Look below for the line that contains "repository ddb1db45bb5b1c4d", then copy it and each following line exactly, through and including the line that contains "let relative = match".

§ §

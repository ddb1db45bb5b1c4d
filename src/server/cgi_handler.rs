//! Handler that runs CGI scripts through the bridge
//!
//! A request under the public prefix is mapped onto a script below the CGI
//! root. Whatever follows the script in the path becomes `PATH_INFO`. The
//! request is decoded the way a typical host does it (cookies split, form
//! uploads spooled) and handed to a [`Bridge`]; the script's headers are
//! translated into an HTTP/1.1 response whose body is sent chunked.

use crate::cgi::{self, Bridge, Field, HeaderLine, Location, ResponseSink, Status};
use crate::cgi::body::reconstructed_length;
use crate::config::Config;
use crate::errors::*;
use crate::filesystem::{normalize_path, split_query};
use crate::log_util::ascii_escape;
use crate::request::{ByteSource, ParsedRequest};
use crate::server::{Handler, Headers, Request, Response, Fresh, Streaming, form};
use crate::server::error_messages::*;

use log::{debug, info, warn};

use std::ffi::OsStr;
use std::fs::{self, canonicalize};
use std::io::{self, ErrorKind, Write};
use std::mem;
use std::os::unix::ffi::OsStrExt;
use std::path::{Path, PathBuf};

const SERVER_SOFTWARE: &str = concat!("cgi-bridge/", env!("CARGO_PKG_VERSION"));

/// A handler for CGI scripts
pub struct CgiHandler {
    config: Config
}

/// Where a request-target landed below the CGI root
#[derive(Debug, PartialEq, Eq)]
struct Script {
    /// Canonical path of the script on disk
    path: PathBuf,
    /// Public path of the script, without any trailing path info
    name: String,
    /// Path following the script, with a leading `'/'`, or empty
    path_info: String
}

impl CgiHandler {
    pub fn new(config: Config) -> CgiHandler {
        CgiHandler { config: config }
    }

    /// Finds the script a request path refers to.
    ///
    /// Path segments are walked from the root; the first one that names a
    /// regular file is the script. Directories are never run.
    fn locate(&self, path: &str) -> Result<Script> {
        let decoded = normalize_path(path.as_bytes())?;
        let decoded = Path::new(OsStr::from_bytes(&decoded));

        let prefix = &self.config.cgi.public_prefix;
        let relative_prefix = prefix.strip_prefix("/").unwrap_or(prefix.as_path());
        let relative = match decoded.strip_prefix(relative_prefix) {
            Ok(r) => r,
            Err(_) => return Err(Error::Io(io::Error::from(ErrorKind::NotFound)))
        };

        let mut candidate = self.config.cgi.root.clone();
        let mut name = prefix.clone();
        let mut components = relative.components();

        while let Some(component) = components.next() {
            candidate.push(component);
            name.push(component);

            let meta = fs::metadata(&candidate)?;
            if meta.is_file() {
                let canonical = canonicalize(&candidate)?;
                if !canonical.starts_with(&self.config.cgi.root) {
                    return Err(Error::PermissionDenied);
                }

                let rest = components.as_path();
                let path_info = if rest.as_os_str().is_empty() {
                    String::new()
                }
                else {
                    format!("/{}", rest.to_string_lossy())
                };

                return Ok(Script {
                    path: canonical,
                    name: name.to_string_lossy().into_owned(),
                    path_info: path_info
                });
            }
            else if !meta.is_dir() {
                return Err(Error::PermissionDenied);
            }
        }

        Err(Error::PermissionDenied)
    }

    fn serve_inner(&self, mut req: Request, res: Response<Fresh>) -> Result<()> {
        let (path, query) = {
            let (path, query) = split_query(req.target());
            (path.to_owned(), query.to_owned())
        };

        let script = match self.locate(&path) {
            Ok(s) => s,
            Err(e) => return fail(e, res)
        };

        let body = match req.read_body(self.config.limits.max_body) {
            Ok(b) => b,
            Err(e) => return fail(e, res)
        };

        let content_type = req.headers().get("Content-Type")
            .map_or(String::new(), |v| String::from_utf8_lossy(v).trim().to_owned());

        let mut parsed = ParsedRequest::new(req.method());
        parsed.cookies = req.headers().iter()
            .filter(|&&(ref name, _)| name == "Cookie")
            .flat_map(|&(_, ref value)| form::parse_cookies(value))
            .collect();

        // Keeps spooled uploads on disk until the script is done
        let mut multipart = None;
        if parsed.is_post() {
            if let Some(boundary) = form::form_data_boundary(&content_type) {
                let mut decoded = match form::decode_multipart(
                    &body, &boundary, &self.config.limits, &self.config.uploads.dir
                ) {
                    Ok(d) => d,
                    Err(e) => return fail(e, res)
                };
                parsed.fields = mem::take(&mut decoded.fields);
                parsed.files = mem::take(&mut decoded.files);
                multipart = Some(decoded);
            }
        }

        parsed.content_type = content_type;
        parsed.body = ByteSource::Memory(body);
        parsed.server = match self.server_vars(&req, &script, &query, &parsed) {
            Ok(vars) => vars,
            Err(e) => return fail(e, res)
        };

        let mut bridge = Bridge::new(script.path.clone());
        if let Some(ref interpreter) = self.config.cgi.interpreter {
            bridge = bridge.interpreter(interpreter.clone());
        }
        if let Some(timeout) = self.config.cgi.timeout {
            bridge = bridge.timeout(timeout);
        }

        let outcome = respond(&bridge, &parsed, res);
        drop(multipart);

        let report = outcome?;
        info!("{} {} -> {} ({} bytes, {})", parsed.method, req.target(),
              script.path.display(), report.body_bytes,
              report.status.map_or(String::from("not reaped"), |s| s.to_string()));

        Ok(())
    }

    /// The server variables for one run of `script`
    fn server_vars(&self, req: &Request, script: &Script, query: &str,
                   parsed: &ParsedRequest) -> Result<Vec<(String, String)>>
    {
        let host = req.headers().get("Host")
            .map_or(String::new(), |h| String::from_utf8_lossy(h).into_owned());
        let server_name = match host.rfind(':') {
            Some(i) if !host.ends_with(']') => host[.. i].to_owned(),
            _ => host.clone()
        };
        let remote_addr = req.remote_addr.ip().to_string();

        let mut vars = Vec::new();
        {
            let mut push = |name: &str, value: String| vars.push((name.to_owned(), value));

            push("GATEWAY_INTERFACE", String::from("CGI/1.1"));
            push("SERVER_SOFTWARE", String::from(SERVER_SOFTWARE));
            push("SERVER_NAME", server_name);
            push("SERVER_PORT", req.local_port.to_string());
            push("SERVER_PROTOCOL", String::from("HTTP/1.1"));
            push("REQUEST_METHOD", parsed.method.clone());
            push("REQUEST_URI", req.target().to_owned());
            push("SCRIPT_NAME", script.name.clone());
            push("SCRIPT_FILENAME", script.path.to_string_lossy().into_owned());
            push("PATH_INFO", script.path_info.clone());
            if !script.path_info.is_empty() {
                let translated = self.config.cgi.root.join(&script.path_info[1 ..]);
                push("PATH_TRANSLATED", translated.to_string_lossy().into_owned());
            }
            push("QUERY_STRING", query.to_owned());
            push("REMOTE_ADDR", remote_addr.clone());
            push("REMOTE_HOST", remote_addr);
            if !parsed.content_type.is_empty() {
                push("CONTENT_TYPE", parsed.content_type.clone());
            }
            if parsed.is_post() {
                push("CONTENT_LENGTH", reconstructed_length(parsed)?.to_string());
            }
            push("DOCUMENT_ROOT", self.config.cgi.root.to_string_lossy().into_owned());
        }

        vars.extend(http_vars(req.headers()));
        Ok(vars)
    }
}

§ §

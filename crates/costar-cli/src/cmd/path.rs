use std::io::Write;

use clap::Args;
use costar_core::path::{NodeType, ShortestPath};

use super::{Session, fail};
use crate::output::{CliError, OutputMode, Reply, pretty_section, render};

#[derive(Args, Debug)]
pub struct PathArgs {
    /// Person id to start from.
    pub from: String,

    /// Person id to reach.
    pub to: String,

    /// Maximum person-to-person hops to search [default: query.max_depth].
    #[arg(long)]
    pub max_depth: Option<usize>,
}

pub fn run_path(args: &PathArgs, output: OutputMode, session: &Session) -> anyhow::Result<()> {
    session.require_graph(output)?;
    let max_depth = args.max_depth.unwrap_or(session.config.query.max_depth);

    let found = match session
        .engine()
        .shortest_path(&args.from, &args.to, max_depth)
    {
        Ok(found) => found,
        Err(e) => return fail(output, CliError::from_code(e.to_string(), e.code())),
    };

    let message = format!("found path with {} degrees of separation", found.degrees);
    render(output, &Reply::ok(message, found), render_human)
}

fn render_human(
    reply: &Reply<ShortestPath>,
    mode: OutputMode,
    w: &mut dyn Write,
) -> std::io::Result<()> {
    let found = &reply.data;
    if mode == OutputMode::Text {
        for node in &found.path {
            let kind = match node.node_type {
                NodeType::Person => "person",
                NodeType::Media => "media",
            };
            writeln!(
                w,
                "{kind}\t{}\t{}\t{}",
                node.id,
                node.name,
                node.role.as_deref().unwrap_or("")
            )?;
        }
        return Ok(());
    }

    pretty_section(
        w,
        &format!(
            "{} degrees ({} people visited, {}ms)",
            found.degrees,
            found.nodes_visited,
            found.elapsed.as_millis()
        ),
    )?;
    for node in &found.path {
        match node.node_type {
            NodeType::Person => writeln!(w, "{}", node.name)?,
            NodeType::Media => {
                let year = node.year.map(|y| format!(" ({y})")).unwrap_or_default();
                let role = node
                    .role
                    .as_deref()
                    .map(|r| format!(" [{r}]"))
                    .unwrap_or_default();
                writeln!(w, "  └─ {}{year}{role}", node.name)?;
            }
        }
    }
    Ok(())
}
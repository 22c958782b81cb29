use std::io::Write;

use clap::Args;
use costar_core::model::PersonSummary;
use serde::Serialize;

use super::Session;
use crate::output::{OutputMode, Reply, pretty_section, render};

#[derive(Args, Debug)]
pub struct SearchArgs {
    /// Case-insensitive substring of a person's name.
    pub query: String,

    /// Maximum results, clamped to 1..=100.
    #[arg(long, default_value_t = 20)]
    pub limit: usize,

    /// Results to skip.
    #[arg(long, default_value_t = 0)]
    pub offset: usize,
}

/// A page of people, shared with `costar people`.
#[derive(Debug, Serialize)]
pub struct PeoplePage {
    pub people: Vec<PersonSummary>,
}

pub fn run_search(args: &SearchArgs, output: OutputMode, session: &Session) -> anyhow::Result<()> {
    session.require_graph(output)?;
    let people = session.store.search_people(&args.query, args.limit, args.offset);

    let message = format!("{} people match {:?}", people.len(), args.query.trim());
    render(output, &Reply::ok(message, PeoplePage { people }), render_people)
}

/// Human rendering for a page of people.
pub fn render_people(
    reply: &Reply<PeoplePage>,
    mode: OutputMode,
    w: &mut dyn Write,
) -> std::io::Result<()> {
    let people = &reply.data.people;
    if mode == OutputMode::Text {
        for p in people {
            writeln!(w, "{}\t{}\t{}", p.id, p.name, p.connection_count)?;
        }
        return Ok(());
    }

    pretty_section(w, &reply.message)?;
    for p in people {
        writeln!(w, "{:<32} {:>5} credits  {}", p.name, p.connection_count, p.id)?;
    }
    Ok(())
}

§ §

### EXERCISE SOLUTION
repository ddb1db45bb5b1c4d
filename src/server/cgi_handler.rs
//! Handler that runs CGI scripts through the bridge
//!
//! A request under the public prefix is mapped onto a script below the CGI
//! root. Whatever follows the script in the path becomes `PATH_INFO`. The
//! request is decoded the way a typical host does it (cookies split, form
//! uploads spooled) and handed to a [`Bridge`]; the script's headers are
//! translated into an HTTP/1.1 response whose body is sent chunked.

use crate::cgi::{self, Bridge, Field, HeaderLine, Location, ResponseSink, Status};
use crate::cgi::body::reconstructed_length;
use crate::config::Config;
use crate::errors::*;
use crate::filesystem::{normalize_path, split_query};
use crate::log_util::ascii_escape;
use crate::request::{ByteSource, ParsedRequest};
use crate::server::{Handler, Headers, Request, Response, Fresh, Streaming, form};
use crate::server::error_messages::*;

use log::{debug, info, warn};

use std::ffi::OsStr;
use std::fs::{self, canonicalize};
use std::io::{self, ErrorKind, Write};
use std::mem;
use std::os::unix::ffi::OsStrExt;
use std::path::{Path, PathBuf};

const SERVER_SOFTWARE: &str = concat!("cgi-bridge/", env!("CARGO_PKG_VERSION"));

/// A handler for CGI scripts
pub struct CgiHandler {
    config: Config
}

/// Where a request-target landed below the CGI root
#[derive(Debug, PartialEq, Eq)]
struct Script {
    /// Canonical path of the script on disk
    path: PathBuf,
    /// Public path of the script, without any trailing path info
    name: String,
    /// Path following the script, with a leading `'/'`, or empty
    path_info: String
}

impl CgiHandler {
    pub fn new(config: Config) -> CgiHandler {
        CgiHandler { config: config }
    }

    /// Finds the script a request path refers to.
    ///
    /// Path segments are walked from the root; the first one that names a
    /// regular file is the script. Directories are never run.
    fn locate(&self, path: &str) -> Result<Script> {
        let decoded = normalize_path(path.as_bytes())?;
        let decoded = Path::new(OsStr::from_bytes(&decoded));

        let prefix = &self.config.cgi.public_prefix;
        let relative_prefix = prefix.strip_prefix("/").unwrap_or(prefix.as_path());
        let relative = match decoded.strip_prefix(relative_prefix) {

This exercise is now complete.